The new resolution calls on Sri Lanka to formally respond to UN “Special Rapporteurs” - investigators working on behalf of the UN - who have pending requests to visit the country to cover such issues as minority rights; freedom of peaceful assembly and association; freedom of opinion and expression; extrajudicial, summary or arbitrary executions and enforced or involuntary disappearances, according to the latest report on Sri Lanka by UN High Commissioner for Human Rights Navi Pillay.
The resolution once again put the onus on the Sri Lankan government to act on allegations. Instead of the international investigation that Pillay called for in her report, the resolution called “upon the Government [of Sri Lanka] to conduct its own independent and credible investigation into allegations of violations of international human rights law and international humanitarian law.”
Alan Keenan, Sri Lanka project director at think tank International Crisis Group (ICG), told IRIN the resolution was unlikely to change much. “The latest resolution is unlikely to have any immediate impact in Sri Lanka,” but he added:
“If the [Sri Lankan] government does continue to ignore these international concerns, I expect the pressure will grow, with an increasing chance that in the next year or two the Human Rights Council will authorize an international investigation and that other international bodies will take stronger action.”
The assessment was shared by Rukii Fernando, a member of the Rights Now Collective for Democracy, a Sri Lankan NGO. “Although the resolution falls short of expectations, it's a step in the right direction, in the context that wheels of international justice turn very slowly,” he said.

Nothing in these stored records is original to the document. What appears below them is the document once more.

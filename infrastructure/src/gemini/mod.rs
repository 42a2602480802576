//! Google Gemini adapter
//!
//! Implements LlmGateway over the Gemini `generateContent` REST endpoint,
//! with optional Google Search grounding for citations.

pub mod error;
pub mod gateway;
pub mod types;

pub use error::GeminiError;
pub use gateway::{DEFAULT_API_KEY_ENV, DEFAULT_BASE_URL, GeminiConfig, GeminiGateway};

In March 2012, the US introduced a similar resolution to the Council that sought a roadmap from the Sri Lankan government on how it would implementrecommendations from the Lessons Learnt and Reconciliation Commission (LLRC) - a Sri Lankan government-appointed body that investigated the conduct of military and rebel operations during the final months of the country’s civil war (1983-2009).
According to the UN, tens of thousands of civilians lost their lives from January to May 2009, many of whom died anonymously in the carnage of the final days of the war between government forces and the Liberation Tigers of Tamil Eelam (LTTE), who had been fighting for an independent Tamil homeland.

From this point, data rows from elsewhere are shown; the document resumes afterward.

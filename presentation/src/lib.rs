//! Presentation layer for market-council
//!
//! This crate contains CLI definitions, output formatters
//! and progress reporters.

pub mod cli;
pub mod output;
pub mod progress;

// Re-export commonly used types
pub use cli::commands::{Cli, OutputFormat, StrategyArg};
pub use output::console::ConsoleFormatter;
pub use output::formatter::OutputFormatter;
pub use progress::reporter::{ProgressReporter, SimpleProgress};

In her latest report on Sri Lanka, UN High Commissioner for Human Rights Pillay said, to date, the government “has not adequately engaged civil society in support of a more consultative and inclusive reconciliation process”.

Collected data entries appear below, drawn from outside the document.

//! Wire types for the `generateContent` endpoint

use super::error::{GeminiError, Result};
use council_domain::{Completion, Source};
use serde::{Deserialize, Serialize};

/// Request body for `models/{model}:generateContent`
#[derive(Debug, Clone, Serialize)]
pub struct GenerateContentRequest {
    pub contents: Vec<Content>,
    #[serde(skip_serializing_if = "Vec::is_empty")]
    pub tools: Vec<Tool>,
}

impl GenerateContentRequest {
    /// Single user turn, optionally grounded with Google Search
    pub fn user_prompt(prompt: &str, search: bool) -> Self {
        Self {
            contents: vec![Content {
                role: Some("user".to_string()),
                parts: vec![Part {
                    text: Some(prompt.to_string()),
                }],
            }],
            tools: if search {
                vec![Tool {
                    google_search: GoogleSearch {},
                }]
            } else {
                Vec::new()
            },
        }
    }
}

#[derive(Debug, Clone, Default, Serialize, Deserialize)]
pub struct Content {
    #[serde(default, skip_serializing_if = "Option::is_none")]
    pub role: Option<String>,
    #[serde(default)]
    pub parts: Vec<Part>,
}

#[derive(Debug, Clone, Default, Serialize, Deserialize)]
pub struct Part {
    #[serde(default, skip_serializing_if = "Option::is_none")]
    pub text: Option<String>,
}

#[derive(Debug, Clone, Serialize)]
pub struct Tool {
    pub google_search: GoogleSearch,
}

#[derive(Debug, Clone, Serialize)]
pub struct GoogleSearch {}

/// Response body of `generateContent`
#[derive(Debug, Clone, Default, Deserialize)]
#[serde(rename_all = "camelCase")]
pub struct GenerateContentResponse {
    #[serde(default)]
    pub candidates: Vec<Candidate>,
    #[serde(default)]
    pub prompt_feedback: Option<PromptFeedback>,
}

#[derive(Debug, Clone, Default, Deserialize)]
#[serde(rename_all = "camelCase")]
pub struct Candidate {
    #[serde(default)]
    pub content: Option<Content>,
    #[serde(default)]
    pub grounding_metadata: Option<GroundingMetadata>,
    #[serde(default)]
    pub finish_reason: Option<String>,
}

#[derive(Debug, Clone, Default, Deserialize)]
#[serde(rename_all = "camelCase")]
pub struct PromptFeedback {
    #[serde(default)]
    pub block_reason: Option<String>,
}

#[derive(Debug, Clone, Default, Deserialize)]
#[serde(rename_all = "camelCase")]
pub struct GroundingMetadata {
    #[serde(default)]
    pub grounding_chunks: Vec<GroundingChunk>,
}

#[derive(Debug, Clone, Default, Deserialize)]
pub struct GroundingChunk {
    #[serde(default)]
    pub web: Option<WebChunk>,
}

#[derive(Debug, Clone, Default, Deserialize)]
pub struct WebChunk {
    #[serde(default)]
    pub uri: Option<String>,
    #[serde(default)]
    pub title: Option<String>,
}

impl GenerateContentResponse {
    /// Convert the first candidate into a [`Completion`].
    ///
    /// Text is the concatenation of all text parts. Citations are the web
    /// grounding chunks that carry a URI, in response order.
    pub fn into_completion(self) -> Result<Completion> {
        let block_reason = self.prompt_feedback.and_then(|f| f.block_reason);

        let Some(candidate) = self.candidates.into_iter().next() else {
            return Err(match block_reason {
                Some(reason) => GeminiError::Blocked(reason),
                None => GeminiError::ParseError("Empty 'candidates' array in response".into()),
            });
        };

        let text: String = candidate
            .content
            .map(|c| c.parts.into_iter().filter_map(|p| p.text).collect())
            .unwrap_or_default();

        let citations = candidate
            .grounding_metadata
            .map(|m| {
                m.grounding_chunks
                    .into_iter()
                    .filter_map(|chunk| chunk.web)
                    .filter_map(|web| match web.uri {
                        Some(uri) if !uri.is_empty() => {
                            Some(Source::new(uri, web.title.unwrap_or_default()))
                        }
                        _ => None,
                    })
                    .collect()
            })
            .unwrap_or_default();

        Ok(Completion::new(text).with_citations(citations))
    }
}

Pillay renewed calls for an international investigation into allegations of rights abuses and wrote that despite progress in resettling more than 400,000 war displaced, and work on highways and other infrastructure projects in the former northern war zone, “considerable work lies ahead in the areas of justice, reconciliation and resumption of livelihoods.”
Colombo-based advocacy NGO Centre for Policy Alternatives (CPA) has accused Sri Lankan President Mahinda Rajapaksa’s government of selectively carrying out LLRC recommendations in the National Plan of Action (NPA), approved in July 2012. The NGO wrote of a “disconnect between suggested activities and the problems on the ground”.
Analysts say the lack of answers and action on those who went missing, were killed or were abused during the conflict, as well as lack of power devolution to ethnic Tamils in the north’s former war zone, have stunted progress on accountability.
Colombo countered claims of selective implementation by arguing the NPA is an evolving process with “short, medium and long term goals”, Minister of Plantation Mahinda Samaraisnghe, leader of the Sri Lanka delegation to Geneva, said in his address to the Human Rights Council on 27 February.
Keenan agreed the 2012 resolution has hardly achieved anything apart from increasing domestic criticism of the government’s alleged inaction on the LLRC recommendations. And the 2013 one would have been more effective had it given wider investigative powers to the UN Human Rights Commissioner - which it did not - he added.